The next plans appeared soon enough. In 1846, the Eastern Union Railway produced a plan for a link to Hadleigh Junction, some five miles south and east of Chelsworth. This time, the chosen route would have taken the track to the North of the river, and also outside most of the dwellings - though only to the extent of some fifty yards. As later enquiries showed, this was still a bit too near for some influential landowners, though there is no evidence to show whether this was the reason why the plan was not carried through.

Nearly twenty years passed before the next suggestion, and this time the route was much more demanding. Instead of following the level course of the river, the plan was for the track to turn directly towards Hadleigh, tackling the sharply rising ground towards Chelsworth Common to the south of the village. (In fact, the line would have run right through the place where the present Chelsworth Hall stands; but that Victorian edifice was not built until the turn of the century).

No doubt the powerful Pocklington family had a lot to say about a scheme that would have taken a large slice out of their park, and like the earlier plans, the fate of the unsuccessful project has not been documented.

As the fervour went out of the Railway Era, there were only a few further attempts thereafter. In 1884, there was an abortive repeat of the plan for a railway from Felixstowe and Ipswich towards the Midlands which would have taken the 1846 route north of the village. Then in 1896 came the final, and probably the best, version of the projected railway.

The Long Melford-Hadleigh Light Railway, described as a "tramway", was put forward as a means of linking all the villages along this section of the Brett to form a channel for transporting farm produce to markets further afield. It was designed as a low-cost local service, rather than on the more ambitious lines of earlier schemes. Unlike them, too, we have extensive reports of the debate that followed the publication of the proposals.

Both the East Anglian Daily Times and the Suffolk Free Press carried lengthy accounts of the public inquiry. On March 7, 1900, the newspapers reported that most of the local population supported the plans, and perhaps more crucially that the major landowners were in favour. Indeed, the promoters included the Rev Sir William Hyde Parker, Sir Cuthbert Quilter MP, and Col Scudamore of Chelsworth Hall. Col Fred Pocklington was one of a few objectors, and was satisfied with an assurance that the line would be taken fifty yards further north of the village. The others received short shrift from the President of the inquiry.

The President in due course approved the scheme - and there the story ends. Presumably the project failed because investors could not be persuaded to put up the money necessary to finance the railway. In any event, no railway has ever been built through Chelsworth, and no Beeching axe has come afterwards to leave us with an empty track.

Just one niggling question remains in my mind.
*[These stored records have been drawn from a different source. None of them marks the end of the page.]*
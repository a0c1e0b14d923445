//! CLI: generate | classify | instance.
use std::path::PathBuf;

use anyhow::{Context, Result};
use clap::{Args, Parser, Subcommand};
use colored::Colorize;
use serde_json::Value;

use crate::defaults::Comparison;
use crate::render::Language;
use crate::{instance, load, render};

// ————————————————————————————————————————————————————————————————————————————
// TYPES
// ————————————————————————————————————————————————————————————————————————————

/// generate object builders from a dashboard schema document
#[derive(Parser, Debug)]
#[command(name = "dashgen")]
pub struct CommandLineInterface {
    #[command(subcommand)]
    cmd: Command,

    /// print comparator traces and per-file progress
    #[arg(long, global = true)]
    verbose: bool,
}

#[derive(Subcommand, Debug)]
enum Command {
    /// render builder modules, an import index, and docs for every schema
    Generate(GenerateOut),
    /// print the classified property listing for one schema as JSON
    Classify(ClassifyOut),
    /// rewrite instance documents as builder calls, eliding defaults
    Instance(InstanceOut),
}

#[derive(Args, Debug, Clone)]
struct SpecSettings {
    /// schema document to read
    #[arg(long)]
    spec: PathBuf,
}

#[derive(Args, Debug)]
struct GenerateOut {
    #[command(flatten)]
    spec_settings: SpecSettings,

    /// output root directory
    #[arg(short, long, default_value = "_gen")]
    out: PathBuf,

    /// output language
    #[arg(long, value_enum, default_value = "jsonnet")]
    language: Language,

    /// limit generation to the named schemas
    #[arg(long, num_args = 1..)]
    only: Vec<String>,
}

#[derive(Args, Debug)]
struct ClassifyOut {
    #[command(flatten)]
    spec_settings: SpecSettings,

    /// schema to classify
    #[arg(long)]
    schema: String,

    /// instance document; adds the non-default partitions to the listing
    #[arg(long)]
    values: Option<PathBuf>,

    /// output .json file (stdout if omitted)
    #[arg(short, long)]
    out: Option<PathBuf>,
}

#[derive(Args, Debug)]
struct InstanceOut {
    #[command(flatten)]
    spec_settings: SpecSettings,

    /// root schema the instances conform to
    #[arg(long, default_value = "Dashboard")]
    schema: String,

    /// one or more inputs, literal paths or quoted glob patterns
    #[arg(long, short, num_args = 1.., required = true)]
    input: Vec<String>,

    /// jq pre-process filter for each document
    #[arg(long)]
    jq_expr: Option<String>,

    /// fail on the first property the comparator cannot decide, instead of
    /// skipping it with a warning
    #[arg(long)]
    strict: bool,
}

// ————————————————————————————————————————————————————————————————————————————
// IMPLEMENTATION
// ————————————————————————————————————————————————————————————————————————————

impl CommandLineInterface {
    pub fn load() -> Self {
        Self::parse()
    }

    pub fn run(&self) -> Result<()> {
        match &self.cmd {
            Command::Generate(target) => self.run_generate(target),
            Command::Classify(target) => self.run_classify(target),
            Command::Instance(target) => self.run_instance(target),
        }
    }

    fn run_generate(&self, target: &GenerateOut) -> Result<()> {
        let spec = load::load_spec(&target.spec_settings.spec)?;
        let written = render::generate(&spec, target.language, &target.out, &target.only)?;
        if self.verbose {
            for path in &written {
                eprintln!("wrote {}", path.display());
            }
        }
        Ok(())
    }

    fn run_classify(&self, target: &ClassifyOut) -> Result<()> {
        let spec = load::load_spec(&target.spec_settings.spec)?;
        let schema = spec.components.schemas.get(&target.schema).with_context(|| {
            format!(
                "schema `{}` not found in {}",
                target.schema,
                target.spec_settings.spec.display()
            )
        })?;

        let mut listing = serde_json::Map::new();
        listing.insert("topLevelSimple".into(), serde_json::to_value(schema.top_level_simple())?);
        listing.insert("topLevelObjects".into(), serde_json::to_value(schema.top_level_objects())?);
        listing.insert("topLevelArrays".into(), serde_json::to_value(schema.top_level_arrays())?);
        listing.insert(
            "topLevelObjectArrays".into(),
            serde_json::to_value(schema.top_level_object_arrays())?,
        );
        listing.insert(
            "readOnlyWithDefaults".into(),
            serde_json::to_value(schema.read_only_defaults())?,
        );
        listing.insert("nestedSimple".into(), serde_json::to_value(schema.nested_simple())?);
        listing.insert(
            "nestedObjectArrays".into(),
            serde_json::to_value(schema.nested_object_arrays())?,
        );

        if let Some(values_path) = &target.values {
            let documents = load::load_instances(values_path, None)?;
            let values = documents
                .first()
                .and_then(Value::as_object)
                .with_context(|| format!("{} is not a JSON object", values_path.display()))?;
            let top = schema.top_level_simple_non_default(values);
            let nested = schema.nested_simple_non_default(values);
            self.trace(&top.trace);
            self.trace(&nested.trace);
            for error in top.skipped.iter().chain(&nested.skipped) {
                self.warn(&error.to_string());
            }
            listing.insert(
                "topLevelSimpleNonDefault".into(),
                serde_json::to_value(&top.matched)?,
            );
            listing.insert(
                "nestedSimpleNonDefault".into(),
                serde_json::to_value(&nested.matched)?,
            );
            let skipped: Vec<String> = top
                .skipped
                .iter()
                .chain(&nested.skipped)
                .map(|e| e.to_string())
                .collect();
            listing.insert("skipped".into(), serde_json::to_value(skipped)?);
        }

        let text = serde_json::to_string_pretty(&Value::Object(listing))?;
        match target.out.as_ref() {
            Some(out) => {
                if let Some(parent) = out.parent() {
                    std::fs::create_dir_all(parent)
                        .with_context(|| format!("creating {}", parent.display()))?;
                }
                std::fs::write(out, &text).with_context(|| format!("writing {}", out.display()))?;
            }
            None => println!("{text}"),
        }
        Ok(())
    }

    fn run_instance(&self, target: &InstanceOut) -> Result<()> {
        let spec = load::load_spec(&target.spec_settings.spec)?;
        let extension = Language::Jsonnet.file_extension();
        for path in load::resolve_inputs(&target.input)? {
            let documents = load::load_instances(&path, target.jq_expr.as_deref())?;
            let fan_out = documents.len() > 1;
            for (index, document) in documents.iter().enumerate() {
                let conversion = instance::convert(&spec, &target.schema, document)
                    .with_context(|| format!("converting {}", path.display()))?;
                self.trace(&conversion.trace);
                for error in &conversion.skipped {
                    if target.strict {
                        anyhow::bail!("{error}");
                    }
                    self.warn(&error.to_string());
                }
                let out = if fan_out {
                    path.with_extension(format!("{index}.{extension}"))
                } else {
                    path.with_extension(extension)
                };
                std::fs::write(&out, &conversion.text)
                    .with_context(|| format!("writing {}", out.display()))?;
                if self.verbose {
                    eprintln!("wrote {}", out.display());
                }
            }
        }
        Ok(())
    }

    fn warn(&self, message: &str) {
        eprintln!("{} {message}", "warning:".yellow().bold());
    }

    fn trace(&self, comparisons: &[Comparison]) {
        if !self.verbose {
            return;
        }
        for c in comparisons {
            eprintln!(
                "{} {}: {} <=> {} is_default={}",
                "compare".dimmed(),
                c.property,
                c.declared,
                c.observed,
                c.is_default
            );
        }
    }
}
Just as I wonder where the Roman Road to Colchester crossed Chelsworth, and where the original Chelsworth Hall stood - I ask myself: where would any of these would-be entrepreneurs have built our station on their line ? Would the Peacock Inn have become the Station Hotel ? The plans say nothing on the subject ... perhaps most of them never meant to stop the trains here at all, but just to rattle through heedlessly.